(Stored records)

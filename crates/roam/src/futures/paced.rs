use crate::{Coordinate, SleepProvider};
use core::{
    marker::PhantomData,
    pin::Pin,
    task::{Context, Poll, ready},
    time::Duration,
};
use futures::Stream;
use pin_project_lite::pin_project;

pin_project! {
    /// A [`Stream`] that releases the points of a path at a fixed cadence.
    ///
    /// The first point is produced as soon as the stream is polled. After
    /// each point the stream starts a sleep of `interval` and computes the
    /// next point only once that sleep completes, so every step follows the
    /// same cycle: compute, emit, wait. The wait after the final point also
    /// runs before the stream reports that it is finished.
    ///
    /// Dropping the stream at any point is the way to stop it early; no
    /// point is computed ahead of time, so nothing is lost or leaked.
    ///
    /// Construct one with [`PacedPathExt::paced`] or, on Tokio,
    /// `PacedPathTokioExt::paced_tokio`.
    #[must_use = "streams do nothing unless polled"]
    pub struct Paced<I, S>
    where
        S: SleepProvider,
    {
        path: I,
        interval: Duration,
        #[pin]
        pause: Option<S::Sleep>,
        _sleep: PhantomData<S>,
    }
}

impl<I, S> Paced<I, S>
where
    I: Iterator<Item = Coordinate>,
    S: SleepProvider,
{
    /// Wraps `path` so that consecutive points are `interval` apart.
    pub const fn new(path: I, interval: Duration) -> Self {
        Self {
            path,
            interval,
            pause: None,
            _sleep: PhantomData,
        }
    }

    /// The delay inserted after every point.
    pub const fn interval(&self) -> Duration {
        self.interval
    }
}

impl<I, S> Stream for Paced<I, S>
where
    I: Iterator<Item = Coordinate>,
    S: SleepProvider,
{
    type Item = Coordinate;

    fn poll_next(self: Pin<&mut Self>, cx: &mut Context<'_>) -> Poll<Option<Coordinate>> {
        let mut this = self.project();

        if let Some(pause) = this.pause.as_mut().as_pin_mut() {
            ready!(pause.poll(cx));
            this.pause.set(None);
        }

        match this.path.next() {
            Some(point) => {
                this.pause.set(Some(S::sleep_for(*this.interval)));
                Poll::Ready(Some(point))
            }
            None => Poll::Ready(None),
        }
    }

    fn size_hint(&self) -> (usize, Option<usize>) {
        self.path.size_hint()
    }
}

/// Extension trait that turns any coordinate iterator into a [`Paced`]
/// stream.
pub trait PacedPathExt: Iterator<Item = Coordinate> + Sized {
    /// Emits the points of this path one `interval` apart, sleeping with `S`.
    fn paced<S>(self, interval: Duration) -> Paced<Self, S>
    where
        S: SleepProvider,
    {
        Paced::new(self, interval)
    }
}

impl<I> PacedPathExt for I where I: Iterator<Item = Coordinate> {}
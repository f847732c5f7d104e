use core::{future::Future, time::Duration};

/// A trait that abstracts over how to sleep for a given [`Duration`] in async
/// contexts.
///
/// [`Paced`](crate::Paced) uses it to wait between points, which keeps the
/// stream independent of any particular runtime's timer.
pub trait SleepProvider {
    /// We require `Send` so that a paced stream can move across threads.
    type Sleep: Future<Output = ()> + Send;

    fn sleep_for(dur: Duration) -> Self::Sleep;
}
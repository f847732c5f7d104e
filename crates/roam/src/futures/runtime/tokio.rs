use crate::{Coordinate, Paced, PacedPathExt, SleepProvider};
use core::time::Duration;

/// An implementation of [`SleepProvider`] using Tokio's timer.
///
/// This is the default provider for paced paths in Tokio applications. The
/// sleep honours `tokio::time::pause`, so paced streams can be tested with a
/// virtual clock.
pub struct TokioSleep;
impl SleepProvider for TokioSleep {
    type Sleep = tokio::time::Sleep;

    fn sleep_for(dur: Duration) -> Self::Sleep {
        tokio::time::sleep(dur)
    }
}

/// Extension trait for pacing a path with the
/// [`tokio`](https://docs.rs/tokio) timer.
///
/// Saves naming [`TokioSleep`] at every call site.
pub trait PacedPathTokioExt: Iterator<Item = Coordinate> + Sized {
    /// Wraps the path in a [`Paced`] stream driven by [`TokioSleep`].
    fn paced_tokio(self, interval: Duration) -> Paced<Self, TokioSleep>;
}

impl<I> PacedPathTokioExt for I
where
    I: Iterator<Item = Coordinate>,
{
    fn paced_tokio(self, interval: Duration) -> Paced<Self, TokioSleep> {
        self.paced::<TokioSleep>(interval)
    }
}
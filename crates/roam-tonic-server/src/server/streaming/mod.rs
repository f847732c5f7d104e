//! Per-call streaming: sessions, the paced emission loop, and the response
//! stream handed to tonic.
//!
//! - [`session`] - `StreamSession` and how a session ended.
//! - [`coordinator`] - `feed_locations`, the loop that moves points from a
//!   session's path to the client.
//! - [`guard`] - Response stream wrapper that cancels its session on drop.

pub mod coordinator;
pub mod guard;
pub mod session;
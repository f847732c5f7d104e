//! # Telemetry Features
//!
//! Console logging is always installed. OpenTelemetry export of traces and
//! metrics is opt-in, to Honeycomb and/or stdout.
//!
//! ## Feature matrix
//!
//! - `tracing` (default): `tracing` events and spans, plus an OpenTelemetry
//!   tracer provider fed through `tracing-opentelemetry`.
//! - `metrics`: OpenTelemetry counters and histograms for streams and points.
//! - `honeycomb`: Enables the Honeycomb OTLP exporter.
//! - `stdout`: Enables the stdout exporter.
//!
//! ## Feature constraints
//!
//! - Exporters require at least one of: `tracing` or `metrics`.
//! - `honeycomb` and `stdout` may be enabled together.
//!
//! ## Span behavior
//!
//! - Each `GetLocation` call gets a request span and a `session` span for the
//!   spawned emission loop; both are exported to any enabled backend.
//! - Events outside a span only reach the console.
//! - Coordinates are logged at `trace` only.
//!
//! ## Example usage
//!
//! ```bash
//! cargo run --features tracing,metrics,honeycomb
//! cargo run --features tracing,stdout
//! ```

// Disallow using `honeycomb` without `tracing` or `metrics`
#[cfg(all(
    feature = "honeycomb",
    not(any(feature = "tracing", feature = "metrics"))
))]
compile_error!(
    "The 'honeycomb' feature requires at least one of 'tracing' or 'metrics' to be enabled."
);

// Disallow using `stdout` without `tracing` or `metrics`
#[cfg(all(feature = "stdout", not(any(feature = "tracing", feature = "metrics"))))]
compile_error!(
    "The 'stdout' feature requires at least one of 'tracing' or 'metrics' to be enabled."
);

use tracing_subscriber::{EnvFilter, layer::SubscriberExt, util::SubscriberInitExt};

#[cfg(all(feature = "honeycomb", any(feature = "metrics", feature = "tracing")))]
use opentelemetry_otlp::{Compression, Protocol, WithExportConfig, WithTonicConfig};
#[cfg(all(feature = "honeycomb", feature = "metrics"))]
use opentelemetry_sdk::metrics::Temporality;
#[cfg(all(feature = "honeycomb", any(feature = "metrics", feature = "tracing")))]
use tonic::{metadata::MetadataMap, transport::ClientTlsConfig};

#[cfg(feature = "metrics")]
use opentelemetry::metrics::{Counter, Histogram, Meter, UpDownCounter};
#[cfg(feature = "metrics")]
use opentelemetry_sdk::metrics as sdkmetrics;
#[cfg(feature = "metrics")]
use std::sync::OnceLock;

#[cfg(any(feature = "metrics", feature = "tracing"))]
use opentelemetry::{InstrumentationScope, KeyValue};
#[cfg(any(feature = "metrics", feature = "tracing"))]
use opentelemetry_sdk::Resource;
#[cfg(any(feature = "metrics", feature = "tracing"))]
use opentelemetry_semantic_conventions as semvcns;

#[cfg(feature = "tracing")]
use opentelemetry::trace::TracerProvider;
#[cfg(feature = "tracing")]
use opentelemetry_sdk::propagation::TraceContextPropagator;
#[cfg(feature = "tracing")]
use opentelemetry_sdk::trace as sdktrace;

#[cfg(any(feature = "metrics", feature = "tracing"))]
const SERVICE_NAME: &str = "roam-location";

pub struct TelemetryProviders {
    #[cfg(feature = "tracing")]
    pub tracer_provider: sdktrace::SdkTracerProvider,
    #[cfg(feature = "metrics")]
    pub meter_provider: sdkmetrics::SdkMeterProvider,
}

impl TelemetryProviders {
    /// Flushes and shuts down every provider. Errors are reported on stderr
    /// because the subscriber may already be gone.
    pub fn shutdown(&self) {
        #[cfg(feature = "tracing")]
        {
            if let Err(err) = self.tracer_provider.force_flush() {
                eprintln!("Error flushing traces: {err:#?}");
            }
            if let Err(err) = self.tracer_provider.shutdown() {
                eprintln!("Error shutting down tracer: {err:#?}");
            }
        }

        #[cfg(feature = "metrics")]
        {
            if let Err(err) = self.meter_provider.force_flush() {
                eprintln!("Error flushing metrics: {err:#?}");
            }
            if let Err(err) = self.meter_provider.shutdown() {
                eprintln!("Error shutting down meter: {err:#?}");
            }
        }
    }
}

pub fn init_telemetry() -> anyhow::Result<TelemetryProviders> {
    #[cfg(feature = "tracing")]
    opentelemetry::global::set_text_map_propagator(TraceContextPropagator::new());

    #[cfg(feature = "tracing")]
    let tracer_provider = init_tracer()?;

    #[cfg(feature = "metrics")]
    let meter_provider = init_metrics()?;

    #[cfg(any(feature = "metrics", feature = "tracing"))]
    let scope = InstrumentationScope::builder(SERVICE_NAME)
        .with_version(env!("CARGO_PKG_VERSION"))
        .with_schema_url(semvcns::SCHEMA_URL)
        .build();

    // Console output, independent of the `opentelemetry_stdout` exporter.
    let registry = tracing_subscriber::registry()
        .with(EnvFilter::try_from_default_env().unwrap_or_else(|_| "info".into()))
        .with(
            tracing_subscriber::fmt::layer()
                .with_thread_ids(true)
                .with_line_number(true)
                .with_target(false)
                .with_timer(tracing_subscriber::fmt::time::ChronoLocal::rfc_3339())
                .with_file(true)
                .pretty(),
        );

    #[cfg(feature = "tracing")]
    let registry = {
        opentelemetry::global::set_tracer_provider(tracer_provider.clone());
        registry.with(
            tracing_opentelemetry::layer()
                .with_tracer(tracer_provider.tracer_with_scope(scope.clone()))
                .with_error_records_to_exceptions(true),
        )
    };

    #[cfg(feature = "metrics")]
    let registry = {
        opentelemetry::global::set_meter_provider(meter_provider.clone());
        let meter = opentelemetry::global::meter_with_scope(scope);
        init_metric_handles(&meter);

        registry.with(tracing_opentelemetry::MetricsLayer::new(
            meter_provider.clone(),
        ))
    };

    registry.init();

    Ok(TelemetryProviders {
        #[cfg(feature = "tracing")]
        tracer_provider,
        #[cfg(feature = "metrics")]
        meter_provider,
    })
}

/// Connection settings shared by the Honeycomb trace and metric exporters.
#[cfg(all(feature = "honeycomb", any(feature = "metrics", feature = "tracing")))]
struct HoneycombSettings {
    metadata: MetadataMap,
    endpoint: String,
    compression: Compression,
}

#[cfg(all(feature = "honeycomb", any(feature = "metrics", feature = "tracing")))]
impl HoneycombSettings {
    fn from_env() -> anyhow::Result<Self> {
        use anyhow::Context;
        use std::str::FromStr;

        let var = |name: &str| std::env::var(name).with_context(|| format!("missing `{name}`"));

        let mut metadata = MetadataMap::new();
        metadata.insert(
            "x-honeycomb-team",
            var("HONEYCOMB_API_KEY")?.parse().context("invalid API key")?,
        );
        metadata.insert(
            "x-honeycomb-dataset",
            var("HONEYCOMB_DATASET")?.parse().context("invalid dataset")?,
        );

        let compression =
            Compression::from_str(&var("HONEYCOMB_COMPRESSION")?.to_ascii_lowercase())?;

        Ok(Self {
            metadata,
            endpoint: var("HONEYCOMB_ENDPOINT")?,
            compression,
        })
    }
}

#[cfg(any(feature = "metrics", feature = "tracing"))]
fn resource() -> Resource {
    Resource::builder()
        .with_service_name(SERVICE_NAME)
        .with_schema_url(
            [KeyValue::new(
                semvcns::resource::SERVICE_VERSION,
                env!("CARGO_PKG_VERSION"),
            )],
            semvcns::SCHEMA_URL,
        )
        .build()
}

#[cfg(feature = "metrics")]
fn init_metrics() -> anyhow::Result<sdkmetrics::SdkMeterProvider> {
    let builder = sdkmetrics::SdkMeterProvider::builder().with_resource(resource());

    #[cfg(feature = "stdout")]
    let builder = {
        let exporter = opentelemetry_stdout::MetricExporter::default();
        let reader = sdkmetrics::PeriodicReader::builder(exporter)
            .with_interval(std::time::Duration::from_secs(5))
            .build();

        builder.with_reader(reader)
    };

    #[cfg(feature = "honeycomb")]
    let builder = {
        use anyhow::Context;

        let settings = HoneycombSettings::from_env()?;
        let exporter = opentelemetry_otlp::MetricExporter::builder()
            .with_tonic()
            .with_tls_config(ClientTlsConfig::new().with_native_roots())
            .with_metadata(settings.metadata)
            .with_timeout(std::time::Duration::from_secs(10))
            .with_compression(settings.compression)
            .with_endpoint(settings.endpoint)
            .with_protocol(Protocol::Grpc)
            .with_temporality(Temporality::Delta)
            .build()
            .context("failed to build metrics exporter")?;

        builder.with_periodic_exporter(exporter)
    };

    Ok(builder.build())
}

#[cfg(feature = "tracing")]
fn batch_config() -> sdktrace::BatchConfig {
    sdktrace::BatchConfigBuilder::default()
        .with_scheduled_delay(std::time::Duration::from_secs(5))
        .with_max_queue_size(2048)
        .build()
}

#[cfg(feature = "tracing")]
fn init_tracer() -> anyhow::Result<sdktrace::SdkTracerProvider> {
    let builder = sdktrace::SdkTracerProvider::builder().with_resource(resource());

    #[cfg(feature = "stdout")]
    let builder = {
        let exporter = opentelemetry_stdout::SpanExporter::default();
        let batch = sdktrace::BatchSpanProcessor::builder(exporter)
            .with_batch_config(batch_config())
            .build();
        builder.with_span_processor(batch)
    };

    #[cfg(feature = "honeycomb")]
    let builder = {
        use anyhow::Context;

        let settings = HoneycombSettings::from_env()?;
        let exporter = opentelemetry_otlp::SpanExporter::builder()
            .with_tonic()
            .with_tls_config(ClientTlsConfig::new().with_native_roots())
            .with_metadata(settings.metadata)
            .with_timeout(std::time::Duration::from_secs(10))
            .with_compression(settings.compression)
            .with_endpoint(settings.endpoint)
            .with_protocol(Protocol::Grpc)
            .build()
            .context("failed to build tracer exporter")?;

        let batch = sdktrace::BatchSpanProcessor::builder(exporter)
            .with_batch_config(batch_config())
            .build();

        builder.with_span_processor(batch)
    };

    Ok(builder.build())
}

#[cfg(feature = "metrics")]
struct MetricHandles {
    requests: Counter<u64>,
    streams_inflight: UpDownCounter<i64>,
    stream_errors: Counter<u64>,
    streams_cancelled: Counter<u64>,
    stream_duration_ms: Histogram<f64>,
    points_emitted: Counter<u64>,
    points_per_stream: Histogram<f64>,
}

#[cfg(feature = "metrics")]
static METRICS: OnceLock<MetricHandles> = OnceLock::new();

#[cfg(feature = "metrics")]
fn init_metric_handles(meter: &Meter) {
    let _ = METRICS.set(MetricHandles {
        requests: meter
            .u64_counter("requests")
            .with_description("Accepted GetLocation streams")
            .build(),
        streams_inflight: meter
            .i64_up_down_counter("streams_inflight")
            .with_description("Concurrent location streams")
            .build(),
        stream_errors: meter
            .u64_counter("errors")
            .with_description("Rejected or failed streams")
            .build(),
        streams_cancelled: meter
            .u64_counter("streams_cancelled")
            .with_description("Streams ended early by the client or shutdown")
            .build(),
        stream_duration_ms: meter
            .f64_histogram("stream_duration")
            .with_unit("ms")
            .with_description("End-to-end stream duration")
            .build(),
        points_emitted: meter
            .u64_counter("points_emitted")
            .with_description("Locations handed to clients")
            .build(),
        points_per_stream: meter
            .f64_histogram("points_per_stream")
            .with_description("Locations delivered by a stream before it ended")
            .build(),
    });
}

// Convenience functions that compile to no-ops when metrics are disabled
#[cfg(feature = "metrics")]
fn with_metrics(f: impl FnOnce(&MetricHandles)) {
    if let Some(handles) = METRICS.get() {
        f(handles);
    }
}

#[cfg(feature = "metrics")]
pub fn increment_requests() {
    with_metrics(|m| m.requests.add(1, &[]));
}

#[cfg(not(feature = "metrics"))]
pub fn increment_requests() {}

#[cfg(feature = "metrics")]
pub fn increment_streams_inflight() {
    with_metrics(|m| m.streams_inflight.add(1, &[]));
}

#[cfg(not(feature = "metrics"))]
pub fn increment_streams_inflight() {}

#[cfg(feature = "metrics")]
pub fn decrement_streams_inflight() {
    with_metrics(|m| m.streams_inflight.add(-1, &[]));
}

#[cfg(not(feature = "metrics"))]
pub fn decrement_streams_inflight() {}

#[cfg(feature = "metrics")]
pub fn increment_stream_errors() {
    with_metrics(|m| m.stream_errors.add(1, &[]));
}

#[cfg(not(feature = "metrics"))]
pub fn increment_stream_errors() {}

#[cfg(feature = "metrics")]
pub fn increment_streams_cancelled(reason: &'static str) {
    with_metrics(|m| m.streams_cancelled.add(1, &[KeyValue::new("reason", reason)]));
}

#[cfg(not(feature = "metrics"))]
pub fn increment_streams_cancelled(_reason: &'static str) {}

#[cfg(feature = "metrics")]
pub fn record_stream_duration(duration_ms: f64) {
    with_metrics(|m| m.stream_duration_ms.record(duration_ms, &[]));
}

#[cfg(not(feature = "metrics"))]
pub fn record_stream_duration(_duration_ms: f64) {}

#[cfg(feature = "metrics")]
pub fn increment_points_emitted(count: u64) {
    with_metrics(|m| m.points_emitted.add(count, &[]));
}

#[cfg(not(feature = "metrics"))]
pub fn increment_points_emitted(_count: u64) {}

#[cfg(feature = "metrics")]
pub fn record_points_per_stream(count: f64) {
    with_metrics(|m| m.points_per_stream.record(count, &[]));
}

#[cfg(not(feature = "metrics"))]
pub fn record_points_per_stream(_count: f64) {}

# THE PROBLEM:
Up to and including the line with "pub struct Paced<I, S>", repeat the data exactly, starting from its first line; nothing else belongs in the response.

# REPLY TO THE TASK:
filename crates/roam/src/futures/paced.rs
use crate::{Coordinate, SleepProvider};
use core::{
    marker::PhantomData,
    pin::Pin,
    task::{Context, Poll, ready},
    time::Duration,
};
use futures::Stream;
use pin_project_lite::pin_project;

pin_project! {
    /// A [`Stream`] that releases the points of a path at a fixed cadence.
    ///
    /// The first point is produced as soon as the stream is polled. After
    /// each point the stream starts a sleep of `interval` and computes the
    /// next point only once that sleep completes, so every step follows the
    /// same cycle: compute, emit, wait. The wait after the final point also
    /// runs before the stream reports that it is finished.
    ///
    /// Dropping the stream at any point is the way to stop it early; no
    /// point is computed ahead of time, so nothing is lost or leaked.
    ///
    /// Construct one with [`PacedPathExt::paced`] or, on Tokio,
    /// `PacedPathTokioExt::paced_tokio`.
    #[must_use = "streams do nothing unless polled"]
    pub struct Paced<I, S>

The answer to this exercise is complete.